The IEEE 1584 calculations are based upon an empirically derived model and statistical analysis to produce mathematical equations and provides a reasonable degree of accuracy. The 2018 guide was developed from over 1860 short circuit tests performed at various voltage levels. It is important to understand however, that there are limitations to calculations based upon the standard.

The model is valid for systems having:

  • Voltages in the range of 208 V – 15000 V, three-phase.
  • Frequencies of 50 or 60 Hz.
  • Bolted fault current (Prospective Short Circuit Current) in the range of:
    • 700 A to 106,000 A for voltages between 208 and 600 volts.
    • 200 A to 65,000 A for voltages between 601 and 15,000 volts.
  • Working Distances greater than or equal to 305mm.
  • Grounding of all types and Ungrounded. (Earthed and Unearthed systems)
  • Equipment enclosures of maximum height and width 1244.6mm. The width needs to be larger than four times the gap between the conductors.
  • Gaps between conductors in the range of:
    • 6.35 to 76.2mm for voltages between 208 and 600 volts.
    • 19.05 to 254mm for voltages between 601 and 15,000 volts.
  • Faults involving three phases only.
  • AC (Alternating Current) faults only.
  • There are some key points to be made when interpreting the results from the arc flash calculations which are summarised as follows:

    1. Arcing Duration has a linear effect on the incident energy explains why lower prospective short circuit current does not always correlate to low incident energy levels.
    2. Distance from the arc has an inverse exponential effect meaning that small changes in distance can have large changes in incident energy.
    3. X/R ratio, supply frequency and electrode material. Variations in X/R ratio of the system, the supply frequency or electrode material do not affect the results. Although the testing was at 60Hz the system of equations for calculating arcing current and incident energy should be accurate over the range of 50 Hz to 60 Hz. Conductor material was not found to be significant although other testing standards do use copper and aluminium electrodes.
    4. Arcing Current depends primarily on available short-circuit current, bus gap (the distance between conductors at the point of fault), electrode configurations, enclosure size, and system voltage.
    5. Incident Energy depends primarily on calculated arc current, arcing duration, and working distance. Electrode gap is a smaller factor.
    6. Earthing. In the IEEE 2002 model there were different factors for earthed (grounded) and unearthed (ungrounded) systems. This has now changed, and the IEEE 1584-2018 model does not have system earthing configuration as an input parameter.

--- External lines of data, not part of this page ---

/// A running crawl: the record stream plus the coordinator task.
#[derive(Debug)]
pub struct CrawlHandle {
    records: mpsc::Receiver<ArticleRecord>,
    stats: Arc<CrawlStats>,
    task: JoinHandle<Result<(), CrawlError>>,
}

impl CrawlHandle {
    /// Live counters.
    #[must_use]
    pub fn stats(&self) -> Arc<CrawlStats> {
        Arc::clone(&self.stats)
    }

    /// Receives the next saved record, or `None` once every worker is done.
    pub async fn next_record(&mut self) -> Option<ArticleRecord> {
        self.records.recv().await
    }

    /// Drains all records, then waits for the crawl to finish.
    ///
    /// # Errors
    ///
    /// Returns [`CrawlError`] if the crawl stopped as a whole.
    pub async fn collect(mut self) -> Result<(Vec<ArticleRecord>, CrawlSummary), CrawlError> {
        let mut records = Vec::new();
        while let Some(record) = self.records.recv().await {
            records.push(record);
        }
        let summary = self.finish().await?;
        Ok((records, summary))
    }

    /// Discards the record stream and waits for the crawl to finish. Records
    /// are still persisted as partial files.
    ///
    /// # Errors
    ///
    /// Returns [`CrawlError`] if the crawl stopped as a whole.
    pub async fn finish(self) -> Result<CrawlSummary, CrawlError> {
        drop(self.records);
        self.task
            .await
            .map_err(|e| CrawlError::Join(e.to_string()))??;
        Ok(self.stats.summary())
    }

    /// Splits into a record stream and a handle that resolves to the summary.
    #[must_use]
    pub fn into_stream(
        self,
    ) -> (
        impl Stream<Item = ArticleRecord>,
        JoinHandle<Result<(), CrawlError>>,
        Arc<CrawlStats>,
    ) {
        let stream = futures_util::stream::unfold(self.records, |mut rx| async move {
            rx.recv().await.map(|record| (record, rx))
        });
        (stream, self.task, self.stats)
    }
}

/// Crawls volume listings and their article pages.
///
/// Each volume runs in its own task, limited by a semaphore. A task opens a
/// fresh [`FetchSession`] for every attempt and drops it when the attempt
/// ends. Volumes and articles already marked successful in the ledger are
/// skipped without fetching, which makes re-running a crawl cheap.
#[derive(Clone)]
pub struct ArticleCrawler {
    fetcher: Arc<dyn PageFetcher>,
    layout: Arc<CompiledLayout>,
    ledger: Arc<ProcessedLedger>,
    rate_limiter: Arc<RateLimiter>,
    retry_policy: RetryPolicy,
    semaphore: Arc<Semaphore>,
    concurrency: usize,
    max_pages: Option<u32>,
    partial_dir: PathBuf,
    in_flight: Arc<DashSet<String>>,
}

impl std::fmt::Debug for ArticleCrawler {
    fn fmt(&self, f: &mut std::fmt::Formatter<'_>) -> std::fmt::Result {
        f.debug_struct("ArticleCrawler")
            .field("concurrency", &self.concurrency)
            .field("max_pages", &self.max_pages)
            .field("partial_dir", &self.partial_dir)
            .finish_non_exhaustive()
    }
}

The test results did not show any significant impact of the system grounding or bonding on the incident energy released by the arc.
    7. Arc Sustainability. The commentary to the earlier IEEE 1584 2002 guide stated that it was very difficult to sustain arcs at lower voltages they were only able to sustain an arc once at 208 volts. The 2018 model states that “Sustainable arcs are possible but less likely in three-phase systems operating at 240 V nominal or less with an available short-circuit current less than 2000 A”. At lower voltages, there is always the possibility that the arc will self-extinguish but that would be very difficult to model.
    8. Single Phase Systems. At European single-phase harmonised voltages, (220/230 volts) we do know that severe burns have been caused to operators. However, IEEE 1584 deals with three phase faults only. Although there have been various papers that have suggested applying a correction factor to a three-phase result, I remain sceptical that this would be meaningful or accurate. A conservative approach would be to use the single-phase voltage and prospective short circuit current and then base a prediction of hazard level on a calculation of the three-phase incident energy.
    9. DC systems are not included in the IEEE 1584 model although there has been a desire at committee level for many years to include DC testing. It is possible that DC testing will be developed in the future.
    10. Fault Types. All testing used in the basic incident energy model was three-phase testing because three-phase arcs produce the greatest possible arc flash hazard in ac equipment. Open LV Boards and bare conductor lines where single-phase faults are likely can only be addressed as three-phase faults using the models in this guide. Other possibilities are; (i) It is widely recognised that line-to-line faults in equipment or cables often quickly escalate into three-phase faults. (ii) Low voltage system earth faults will also often escalate very quickly into three-phase faults.
    11. Arcing Current Variation Factor. The model relies upon a calculation of the predicted arcing current value so that the operating time for the upstream protective device can be determined. I explain the fault level paradox later which talks about very large variances in incident energy due to very small changes in the operating time of protective devices due to settings or tolerances. The solution is to make two arcing current and energy calculations; one using the calculated expected arc current and one using a reduced arcing current that is lower. This is achieved by using an arcing current variation factor and then calculating a second incident energy level and arc flash boundary. The hazard severity is therefore, based upon the higher results of energy level and arc flash boundary.

    The IEEE 1584 Guide for Performing Arc Flash Hazard Calculations can be purchased from the Institute of Electrical and Electronic Engineers.